According to Jan Friederich, Fitch’s top Middle East and Africa sovereign analyst, the recent plummeting of oil prices was putting countries from Saudi Arabia, Iraq and Oman to Nigeria and Angola were at a disadvantaged position.
“Countries that are in a somewhat vulnerable external position and have a fixed exchange rate are of course particularly vulnerable,” Friederich added.
S&P on the other hand warned that, “It is likely rating actions (for oil and gas production companies) in the investment-grade category could be more severe than during the last cycle.”
“For the high-yield segment, in particular, issuers without hedges, those who face upcoming maturities, and are somewhat squeezed on borrowing-base revolving credit facilities will most likely face multiple notch downgrades,” it added.
S&P Global also slashed its average Brent oil price assumption for the year to US$40 per barrel, warning too that some junk-rated oil and gas firms could face multi-notch downgrades.
Friederich noted although Saudi Arabia’s financial reserves and its sovereign wealth fund provided a buffer, there was not “infinite leeway” in the country’s A (stable) rating for the buffers to disappear.
He added that continued rise in government debt in Oman “would be a concern” , while Nigeria’s B+ (negative) rating could face problems if a prolonged attempt to defend the country’s currency peg ate heavily into its international reserves.

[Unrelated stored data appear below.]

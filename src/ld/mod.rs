//! Pairwise linkage disequilibrium (D′ and r²) over a list of loci.
//!
//! Every unordered pair `i < j` is visited once, so the cost is
//! `O(N² · P)` for `N` loci and `P` participants. Per-locus quantities are
//! computed before the pair loop; the inner loop only accumulates the joint
//! terms. Results land in the upper triangle of two `N × N` matrices.

mod progress;
mod task;

pub use progress::{CancellationToken, ChannelProgress, NoProgress, ProgressSink};
pub use task::LdTask;

use std::io::{self, Write};

use thiserror::Error;
use tracing::{debug, info};

use crate::variant::VariantRecord;

/// Errors that stop an LD computation.
#[derive(Debug, Error, PartialEq, Eq)]
pub enum LdError {
    /// The cancellation token was set; partial results were dropped.
    #[error("linkage disequilibrium calculation cancelled")]
    Cancelled,

    /// Loci were supplied but the participant count is zero.
    #[error("no participants to compute linkage disequilibrium over")]
    NoParticipants,

    /// A record has fewer participants than configured.
    #[error("locus {locus} has {found} participants, expected {expected}")]
    ParticipantMismatch {
        /// Index of the offending record.
        locus: usize,
        /// Configured participant count.
        expected: usize,
        /// Participants the record reports.
        found: usize,
    },

    /// The background worker panicked.
    #[error("linkage disequilibrium worker panicked")]
    WorkerPanicked,
}

/// Parameters of an LD run.
#[derive(Debug, Clone, PartialEq, Eq)]
#[cfg_attr(feature = "serde", derive(serde::Serialize, serde::Deserialize))]
pub struct LdConfig {
    /// Participants to read from every record.
    pub participant_count: usize,
    /// Use haplotype-level D′/r² (phased) or dosage r² (unphased).
    pub phased: bool,
}

impl LdConfig {
    /// Configuration for `participant_count` phased participants.
    pub fn new(participant_count: usize) -> Self {
        Self {
            participant_count,
            phased: true,
        }
    }

    /// Derive settings from the records: the largest participant count, and
    /// phased only if every record is phased.
    pub fn detect<R: VariantRecord>(records: &[R]) -> Self {
        let participant_count = records
            .iter()
            .map(VariantRecord::participant_count)
            .max()
            .unwrap_or(0);
        let phased = !records.is_empty() && records.iter().all(VariantRecord::is_phased);
        Self {
            participant_count,
            phased,
        }
    }

    /// Select the algorithm.
    pub fn with_phased(mut self, phased: bool) -> Self {
        self.phased = phased;
        self
    }
}

/// Square matrix of `f32`, zero-initialised.
#[derive(Debug, Clone, PartialEq)]
pub struct LdMatrix {
    size: usize,
    values: Vec<f32>,
}

impl LdMatrix {
    fn zeroed(size: usize) -> Self {
        Self {
            size,
            values: vec![0.0; size * size],
        }
    }

    /// Number of rows (and columns).
    pub fn size(&self) -> usize {
        self.size
    }

    /// Value at row `i`, column `j`.
    pub fn get(&self, i: usize, j: usize) -> f32 {
        self.values[i * self.size + j]
    }

    fn set(&mut self, i: usize, j: usize, value: f32) {
        self.values[i * self.size + j] = value;
    }

    /// Row `i` as a slice.
    pub fn row(&self, i: usize) -> &[f32] {
        &self.values[i * self.size..(i + 1) * self.size]
    }
}

/// D′ and r² for every pair `i < j`.
///
/// The diagonal and lower triangle are left at 0.0. In unphased mode D′ is
/// not computed and its matrix stays all zeros.
#[derive(Debug, Clone, PartialEq)]
pub struct LdMatrices {
    /// Normalised disequilibrium.
    pub d_prime: LdMatrix,
    /// Squared correlation.
    pub r_squared: LdMatrix,
    /// Whether the phased algorithm produced these values.
    pub phased: bool,
}

impl LdMatrices {
    fn zeroed(size: usize, phased: bool) -> Self {
        Self {
            d_prime: LdMatrix::zeroed(size),
            r_squared: LdMatrix::zeroed(size),
            phased,
        }
    }

    /// Number of loci.
    pub fn size(&self) -> usize {
        self.r_squared.size()
    }

    /// Tab-separated dump with one labelled section per computed matrix.
    pub fn write_tsv<W: Write>(&self, writer: &mut W, labels: &[String]) -> io::Result<()> {
        if self.phased {
            write_section(writer, "D'", &self.d_prime, labels)?;
        }
        write_section(writer, "r2", &self.r_squared, labels)?;
        writer.flush()
    }
}

fn write_section<W: Write>(
    writer: &mut W,
    title: &str,
    matrix: &LdMatrix,
    labels: &[String],
) -> io::Result<()> {
    writeln!(writer, "## {title}")?;
    writeln!(writer, "\t{}", labels.join("\t"))?;
    for i in 0..matrix.size() {
        let label = labels.get(i).map(String::as_str).unwrap_or(".");
        let row: Vec<String> = matrix.row(i).iter().map(|v| format!("{v:.4}")).collect();
        writeln!(writer, "{label}\t{}", row.join("\t"))?;
    }
    Ok(())
}

/// Per-participant chromosome flags: does each haplotype carry a variant?
fn haplotypes<R: VariantRecord + ?Sized>(record: &R, participant: usize) -> [bool; 2] {
    match record.variants_for_participant(participant).as_slice() {
        [] => [false, false],
        [only] => [only.is_variant(); 2],
        [first, second, ..] => [first.is_variant(), second.is_variant()],
    }
}

fn is_degenerate(frequency: f64) -> bool {
    frequency == 0.0 || frequency == 1.0
}

/// Computes pairwise LD for a fixed participant set.
#[derive(Debug, Clone)]
pub struct LdCalculator {
    config: LdConfig,
}

impl LdCalculator {
    /// Calculator for the given configuration.
    pub fn new(config: LdConfig) -> Self {
        Self { config }
    }

    /// Active configuration.
    pub fn config(&self) -> &LdConfig {
        &self.config
    }

    /// Run the phased or unphased algorithm according to the configuration.
    pub fn calculate<R: VariantRecord>(
        &self,
        records: &[R],
        progress: &dyn ProgressSink,
        cancel: &CancellationToken,
    ) -> Result<LdMatrices, LdError> {
        info!(
            loci = records.len(),
            participants = self.config.participant_count,
            phased = self.config.phased,
            "computing linkage disequilibrium"
        );
        let result = if self.config.phased {
            self.calculate_phased(records, progress, cancel)
        } else {
            self.calculate_unphased(records, progress, cancel)
        };
        match &result {
            Ok(_) => debug!(loci = records.len(), "linkage disequilibrium complete"),
            Err(err) => debug!(%err, "linkage disequilibrium stopped"),
        }
        result
    }

    fn validate<R: VariantRecord>(&self, records: &[R]) -> Result<(), LdError> {
        let expected = self.config.participant_count;
        if !records.is_empty() && expected == 0 {
            return Err(LdError::NoParticipants);
        }
        for (locus, record) in records.iter().enumerate() {
            let found = record.participant_count();
            if found < expected {
                return Err(LdError::ParticipantMismatch {
                    locus,
                    expected,
                    found,
                });
            }
        }
        Ok(())
    }

    /// Haplotype-level D′ and r².
    ///
    /// Pairs where either locus has variant frequency exactly 0 or 1 get NaN
    /// in both matrices.
    pub fn calculate_phased<R: VariantRecord>(
        &self,
        records: &[R],
        progress: &dyn ProgressSink,
        cancel: &CancellationToken,
    ) -> Result<LdMatrices, LdError> {
        self.validate(records)?;
        let n = records.len();
        let participants = self.config.participant_count;
        let chromosomes = (2 * participants) as f64;
        let mut out = LdMatrices::zeroed(n, true);

        let haps: Vec<Vec<[bool; 2]>> = records
            .iter()
            .map(|record| (0..participants).map(|p| haplotypes(record, p)).collect())
            .collect();
        let frequencies: Vec<f64> = haps
            .iter()
            .map(|locus| {
                let carriers: usize = locus.iter().map(|h| h[0] as usize + h[1] as usize).sum();
                carriers as f64 / chromosomes
            })
            .collect();

        for i in 0..n {
            if cancel.is_cancelled() {
                debug!(locus = i, "cancellation requested");
                return Err(LdError::Cancelled);
            }

            let p1 = frequencies[i];
            let p2 = 1.0 - p1;
            for j in i + 1..n {
                let q1 = frequencies[j];
                let q2 = 1.0 - q1;
                if is_degenerate(p1) || is_degenerate(q1) {
                    out.d_prime.set(i, j, f32::NAN);
                    out.r_squared.set(i, j, f32::NAN);
                    continue;
                }

                let both: usize = haps[i]
                    .iter()
                    .zip(&haps[j])
                    .map(|(a, b)| (a[0] && b[0]) as usize + (a[1] && b[1]) as usize)
                    .sum();
                let x11 = both as f64 / chromosomes;

                let d = x11 - p1 * q1;
                let d_max = if d < 0.0 {
                    -(p1 * q1).min(p2 * q2)
                } else {
                    (p1 * q2).min(p2 * q1)
                };
                out.d_prime.set(i, j, (d / d_max) as f32);
                out.r_squared.set(i, j, (d * d / (p1 * p2 * q1 * q2)) as f32);
            }
            progress.report(i as f64 / n as f64);
        }

        Ok(out)
    }

    /// Dosage correlation r² when phase is unknown. D′ is not computed.
    ///
    /// Pairs involving a locus with zero dosage variance get NaN.
    pub fn calculate_unphased<R: VariantRecord>(
        &self,
        records: &[R],
        progress: &dyn ProgressSink,
        cancel: &CancellationToken,
    ) -> Result<LdMatrices, LdError> {
        self.validate(records)?;
        let n = records.len();
        let participants = self.config.participant_count;
        let mut out = LdMatrices::zeroed(n, false);

        // Centred dosages and population variance per locus.
        let loci: Vec<(Vec<f64>, f64)> = records
            .iter()
            .map(|record| {
                let dosages: Vec<f64> = (0..participants)
                    .map(|p| {
                        let [a, b] = haplotypes(record, p);
                        (a as u8 + b as u8) as f64
                    })
                    .collect();
                let mean = dosages.iter().sum::<f64>() / participants as f64;
                let centred: Vec<f64> = dosages.iter().map(|x| x - mean).collect();
                let variance = centred.iter().map(|x| x * x).sum::<f64>() / participants as f64;
                (centred, variance)
            })
            .collect();

        for i in 0..n {
            if cancel.is_cancelled() {
                debug!(locus = i, "cancellation requested");
                return Err(LdError::Cancelled);
            }

            let (centred_i, var_i) = &loci[i];
            for j in i + 1..n {
                let (centred_j, var_j) = &loci[j];
                if *var_i == 0.0 || *var_j == 0.0 {
                    out.r_squared.set(i, j, f32::NAN);
                    continue;
                }
                let covariance = centred_i
                    .iter()
                    .zip(centred_j)
                    .map(|(x, y)| x * y)
                    .sum::<f64>()
                    / participants as f64;
                out.r_squared
                    .set(i, j, (covariance * covariance / (var_i * var_j)) as f32);
            }
            progress.report(i as f64 / n as f64);
        }

        Ok(out)
    }
}
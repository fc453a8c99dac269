use std::fmt;
use std::str::FromStr;

/// Layout family of a columnar track file.
#[derive(Debug, Clone, Copy, PartialEq, Eq, Hash)]
#[cfg_attr(feature = "serde", derive(serde::Serialize, serde::Deserialize))]
pub enum TrackFormat {
    /// Bare chrom/start/end with optional extras.
    Interval,
    /// UCSC BED (up to BED12).
    Bed,
    /// UCSC genePred/refGene tables with packed exon lists.
    GenePred,
    /// GFF3 or plain GFF.
    Gff,
    /// GTF (GFF2 with `key "value"` attributes).
    Gtf,
}

impl TrackFormat {
    /// Whether records of this format go through hierarchy assembly.
    pub fn is_hierarchical(self) -> bool {
        matches!(self, TrackFormat::Gff | TrackFormat::Gtf)
    }
}

impl fmt::Display for TrackFormat {
    fn fmt(&self, f: &mut fmt::Formatter<'_>) -> fmt::Result {
        let s = match self {
            TrackFormat::Interval => "interval",
            TrackFormat::Bed => "bed",
            TrackFormat::GenePred => "genepred",
            TrackFormat::Gff => "gff",
            TrackFormat::Gtf => "gtf",
        };
        write!(f, "{s}")
    }
}

impl FromStr for TrackFormat {
    type Err = String;

    fn from_str(s: &str) -> Result<Self, Self::Err> {
        match s.to_ascii_lowercase().as_str() {
            "interval" => Ok(TrackFormat::Interval),
            "bed" => Ok(TrackFormat::Bed),
            "genepred" | "refgene" | "knowngene" => Ok(TrackFormat::GenePred),
            "gff" | "gff3" => Ok(TrackFormat::Gff),
            "gtf" => Ok(TrackFormat::Gtf),
            other => Err(format!("unknown track format '{other}'")),
        }
    }
}

/// Which column carries which field, and how coordinates are numbered.
///
/// Column indices are 0-based. `None` means the field is absent from the file.
#[derive(Debug, Clone, PartialEq, Eq)]
#[cfg_attr(feature = "serde", derive(serde::Serialize, serde::Deserialize))]
pub struct ColumnMapping {
    /// Layout family.
    pub format: TrackFormat,
    /// Whether the start column is already 1-based.
    pub one_based: bool,
    /// Reference name column.
    pub chrom: usize,
    /// Start column.
    pub start: usize,
    /// End column.
    pub end: usize,
    /// Feature name column.
    pub name: Option<usize>,
    /// Score column.
    pub score: Option<usize>,
    /// Strand column.
    pub strand: Option<usize>,
    /// Coding start column.
    pub thick_start: Option<usize>,
    /// Coding end column.
    pub thick_end: Option<usize>,
    /// `r,g,b` colour column.
    pub item_rgb: Option<usize>,
    /// Packed block starts (relative for BED, absolute for genePred).
    pub block_starts: Option<usize>,
    /// Packed block sizes (BED).
    pub block_sizes: Option<usize>,
    /// Packed absolute block ends (genePred).
    pub block_ends: Option<usize>,
    /// Secondary name column (e.g. gene symbol).
    pub alternate_name: Option<usize>,
    /// Feature type column (GFF/GTF).
    pub feature: Option<usize>,
    /// Attributes column (GFF/GTF).
    pub attributes: Option<usize>,
}

impl ColumnMapping {
    /// chrom, start, end (0-based start), nothing else.
    pub fn interval() -> Self {
        Self {
            format: TrackFormat::Interval,
            one_based: false,
            chrom: 0,
            start: 1,
            end: 2,
            name: None,
            score: None,
            strand: None,
            thick_start: None,
            thick_end: None,
            item_rgb: None,
            block_starts: None,
            block_sizes: None,
            block_ends: None,
            alternate_name: None,
            feature: None,
            attributes: None,
        }
    }

    /// UCSC BED, all twelve columns mapped; shorter lines leave the extras absent.
    pub fn bed() -> Self {
        Self {
            format: TrackFormat::Bed,
            name: Some(3),
            score: Some(4),
            strand: Some(5),
            thick_start: Some(6),
            thick_end: Some(7),
            item_rgb: Some(8),
            block_sizes: Some(10),
            block_starts: Some(11),
            ..Self::interval()
        }
    }

    /// UCSC refGene-style genePred with a leading `bin` column.
    pub fn gene_pred() -> Self {
        Self {
            format: TrackFormat::GenePred,
            one_based: false,
            name: Some(1),
            chrom: 2,
            strand: Some(3),
            start: 4,
            end: 5,
            thick_start: Some(6),
            thick_end: Some(7),
            block_starts: Some(9),
            block_ends: Some(10),
            score: Some(11),
            alternate_name: Some(12),
            ..Self::interval()
        }
    }

    /// GFF3 / plain GFF.
    pub fn gff() -> Self {
        Self {
            format: TrackFormat::Gff,
            one_based: true,
            chrom: 0,
            feature: Some(2),
            start: 3,
            end: 4,
            score: Some(5),
            strand: Some(6),
            attributes: Some(8),
            ..Self::interval()
        }
    }

    /// GTF; same columns as GFF.
    pub fn gtf() -> Self {
        Self {
            format: TrackFormat::Gtf,
            ..Self::gff()
        }
    }

    /// Preset for a format.
    pub fn for_format(format: TrackFormat) -> Self {
        match format {
            TrackFormat::Interval => Self::interval(),
            TrackFormat::Bed => Self::bed(),
            TrackFormat::GenePred => Self::gene_pred(),
            TrackFormat::Gff => Self::gff(),
            TrackFormat::Gtf => Self::gtf(),
        }
    }

    /// Override the coordinate convention.
    pub fn with_one_based(mut self, one_based: bool) -> Self {
        self.one_based = one_based;
        self
    }

    /// Override the name column.
    pub fn with_name(mut self, column: Option<usize>) -> Self {
        self.name = column;
        self
    }

    /// Override the score column.
    pub fn with_score(mut self, column: Option<usize>) -> Self {
        self.score = column;
        self
    }

    /// Override the strand column.
    pub fn with_strand(mut self, column: Option<usize>) -> Self {
        self.strand = column;
        self
    }

    /// Convert a start coordinate read from the file to 1-based.
    pub(crate) fn to_one_based(&self, start: i64) -> i64 {
        if self.one_based {
            start
        } else {
            start + 1
        }
    }
}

Fitch analysis shows that countries where oil generates more than 70% of foreign-currency income like Angola, Iraq, Suriname and Gabon were more exposed compared to others.
Elsewhere, Mexico could be hurt. “It has a significant oil sector and is closely connected to the U.S. economy,” Gill’s colleague Joydeep Mukherji said, also citing the problems posed by the Coronavirus.